Thursday, September 11, 2014.

Dateline: Uxbridge, Massachusetts 

It was an ordinary day. Early September in southern New England. Cool. Almost crisp. Some leaves had already changed and they shone bright yellow, signalling the rapid approach of Autumn.

An average kind of day — except, as it turned out, we had run out of half-and-half.

In many — perhaps most —  homes, this would be no big deal. Certainly not an emergency requiring an immediate voyage into town. But. This is a household of addicted coffee aficionados. There was no way we could get through 24 hours without half-and-half for our coffee.

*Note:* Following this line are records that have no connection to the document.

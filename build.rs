use std::path::{Path, PathBuf};
use anyhow::{bail, Context, Result};

const RESOURCES_FILE_NAME: &str = "compiled.gresources";
const MANIFEST_TOML: &str = include_str!("Cargo.toml");
const RESOURCES_XML: &str = include_str!("resources/resources.gresource.xml.in");

// ===== TRAITS =====

trait StringExtensions {
    fn replace_exactly(&self, from: &str, to: &str, count: usize) -> Result<String>;
}

impl<T> StringExtensions for T
where
    T: AsRef<str>,
{
    fn replace_exactly(&self, from: &str, to: &str, count: usize) -> Result<String> {
        let text = self.as_ref();
        let parts: Vec<&str> = text.split(from).collect();
        let actual_count = parts.len() - 1;

        if actual_count != count {
            bail!(
                "Expected to replace exactly {count} occurrence(s) of '{from}' with '{to}' in '{text}', but found {actual_count}."
            );
        }

        Ok(parts.join(to))
    }
}

// ===== BUILD CONFIGURATION =====

struct BuildConfiguration {
    resources_dir: PathBuf,
    resources_xml_file: PathBuf,
    compiled_resources_file: PathBuf,
}

impl BuildConfiguration {
    fn new() -> Self {
        let root = PathBuf::from(env!("CARGO_MANIFEST_DIR"));
        let resources_dir = root.join("resources");
        let output_dir = PathBuf::from(std::env::var("OUT_DIR").unwrap());
        let resources_xml_file = output_dir.join("resources.xml");
        let compiled_resources_file = output_dir.join(RESOURCES_FILE_NAME);

        Self {
            resources_dir,
            resources_xml_file,
            compiled_resources_file,
        }
    }
}

// ===== APPLICATION METADATA =====

struct ApplicationMetadata {
    name: &'static str,
    version: &'static str,
    id: String,
    prefix: String,
    title: String,
}

impl ApplicationMetadata {
    fn extract_from_cargo() -> Result<Self> {
        let name = env!("CARGO_PKG_NAME");
        let version = env!("CARGO_PKG_VERSION");

        let manifest: toml::Value = toml::from_str(MANIFEST_TOML)
            .context("Failed to parse Cargo.toml")?;

        let package = manifest.get("package")
            .context("Missing [package] section in Cargo.toml")?;

        let metadata = package.get("metadata")
            .context("Missing [package.metadata] section in Cargo.toml")?;

        let id = Self::extract_string(metadata, "id")?;
        let prefix = Self::extract_string(metadata, "prefix")?;
        let title = Self::extract_string(metadata, "title")?;

        Ok(Self {
            name,
            version,
            id,
            prefix,
            title,
        })
    }

    fn extract_string(value: &toml::Value, key: &str) -> Result<String> {
        value.get(key)
            .and_then(|v| v.as_str())
            .map(|s| s.to_string())
            .context(format!("Key '{key}' is missing or not a string"))
    }
}

// ===== RESOURCE COMPILER =====

struct ResourceCompiler<'a> {
    config: &'a BuildConfiguration,
    app_prefix: &'a str,
}

impl<'a> ResourceCompiler<'a> {
    fn new(config: &'a BuildConfiguration, app_prefix: &'a str) -> Self {
        Self { config, app_prefix }
    }

    fn compile_resources(self) -> Result<()> {
        let final_xml = self.build_final_resources_xml()?;
        std::fs::write(&self.config.resources_xml_file, &final_xml)?;

        glib_build_tools::compile_resources(
            &[&self.config.resources_dir],
            self.config.resources_xml_file.to_str().context("Invalid XML path")?,
            self.config.compiled_resources_file.to_str().context("Invalid compiled file path")?,
        );

        Ok(())
    }

    fn build_final_resources_xml(&self) -> Result<String> {
        RESOURCES_XML.replace_exactly("@APP_PREFIX@", self.app_prefix, 1)
    }
}

// ===== CARGO ENVIRONMENT VARIABLES =====

struct CargoEnvironmentVariables;

impl CargoEnvironmentVariables {
    fn emit_application_metadata(metadata: &ApplicationMetadata, resources_path: &Path) {
        println!("cargo:rustc-env=APP_NAME={}", metadata.name);
        println!("cargo:rustc-env=APP_VERSION={}", metadata.version);
        println!("cargo:rustc-env=APP_ID={}", metadata.id);
        println!("cargo:rustc-env=APP_PREFIX={}", metadata.prefix);
        println!("cargo:rustc-env=APP_TITLE={}", metadata.title);
        println!("cargo:rustc-env=APP_RESOURCES={}", resources_path.display());
    }
}

// ===== BUILD PIPELINE =====

struct BuildPipeline {
    config: BuildConfiguration,
    app_metadata: ApplicationMetadata,
}

impl BuildPipeline {
    fn new() -> Result<Self> {
        Ok(Self {
            config: BuildConfiguration::new(),
            app_metadata: ApplicationMetadata::extract_from_cargo()?,
        })
    }

    fn execute_complete_build(&self) -> Result<()> {
        println!("cargo:rerun-if-changed=build.rs");
        println!("cargo:rerun-if-changed=Cargo.toml");
        println!("cargo:rerun-if-changed=resources");

        ResourceCompiler::new(&self.config, &self.app_metadata.prefix)
            .compile_resources()?;

        CargoEnvironmentVariables::emit_application_metadata(
            &self.app_metadata,
            &self.config.compiled_resources_file,
        );

        Ok(())
    }
}

// ===== MAIN =====

fn main() -> Result<()> {
    BuildPipeline::new()?.execute_complete_build()
}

No. Regular milk is not the same. Someone — okay, Garry — would have to go to the store to buy half-and-half.

The nearest shop — the deli — sells only tiny containers and sometimes, doesn’t have any. So it was off to Hannaford’s.


Hannaford’s, the grocery store we patronize, is not the biggest or fanciest. Au contraire, it’s the smallest and least impressive of the local supermarkets, part of a small Maine-based chain. We like it because the prices are not bad, the produce is fresh and often locally grown. You don’t need a special card to get the discounts and they give a 5% discount to Senior Citizens every Tuesday. Most important, they are easy to get to and have ample parking.

I was in the middle of a book — I usually am — so I didn’t pay a lot of attention as Garry went out. Not a big deal. Just the aforementioned half-and-half and maybe pick up something for dinner, too. He came back a couple of hours later. Which was a bit longer than such errands usually take. Garry looked amused.

“There is shock and confusion in downtown Uxbridge, today,” he announced.

“Shock and confusion?”

“Yes,” Garry said. “I thought it might be delayed PTSD because of it being 9/11 and all. Everyone in Hannaford’s looked stunned.”

“Because?” I questioned.

“The credit card readers were down. You couldn’t pay with your bank or credit card. Everyone had to pay cash or use a check. They looked shell-shocked. Thousand-yard stares. Stumbling, vacant-eyed around the store.”

“Holy mackerel,” I said. “I can only imagine.”

“You could see them mumbling to themselves. They kept saying ‘cash!’ … but I could tell they were confused and were not sure what to do.”

“Wow,” I said. “Oh cruel fate! How awful! What did you do?” I asked. Garry seemed to have survived with his sense of humor intact and brought home the half-and-half.

“Oh, I paid with cash. I had enough on me.”

He went off to the kitchen chuckling to himself. I hoped everyone would be okay back in town. A shock like that can haunt people for a long time. Cash. Imagine that.

Everyone will be talking about this for weeks. The day the machines went down at Hannaford’s. That’s huge.

Weekly Writing Challenge: That’s Absurd

Categories: Anecdote, Blackstone Valley, Humor, Shopping, Writing

Tags: , , , , ,

39 replies

  1. What a nice article. Thanks for sharing!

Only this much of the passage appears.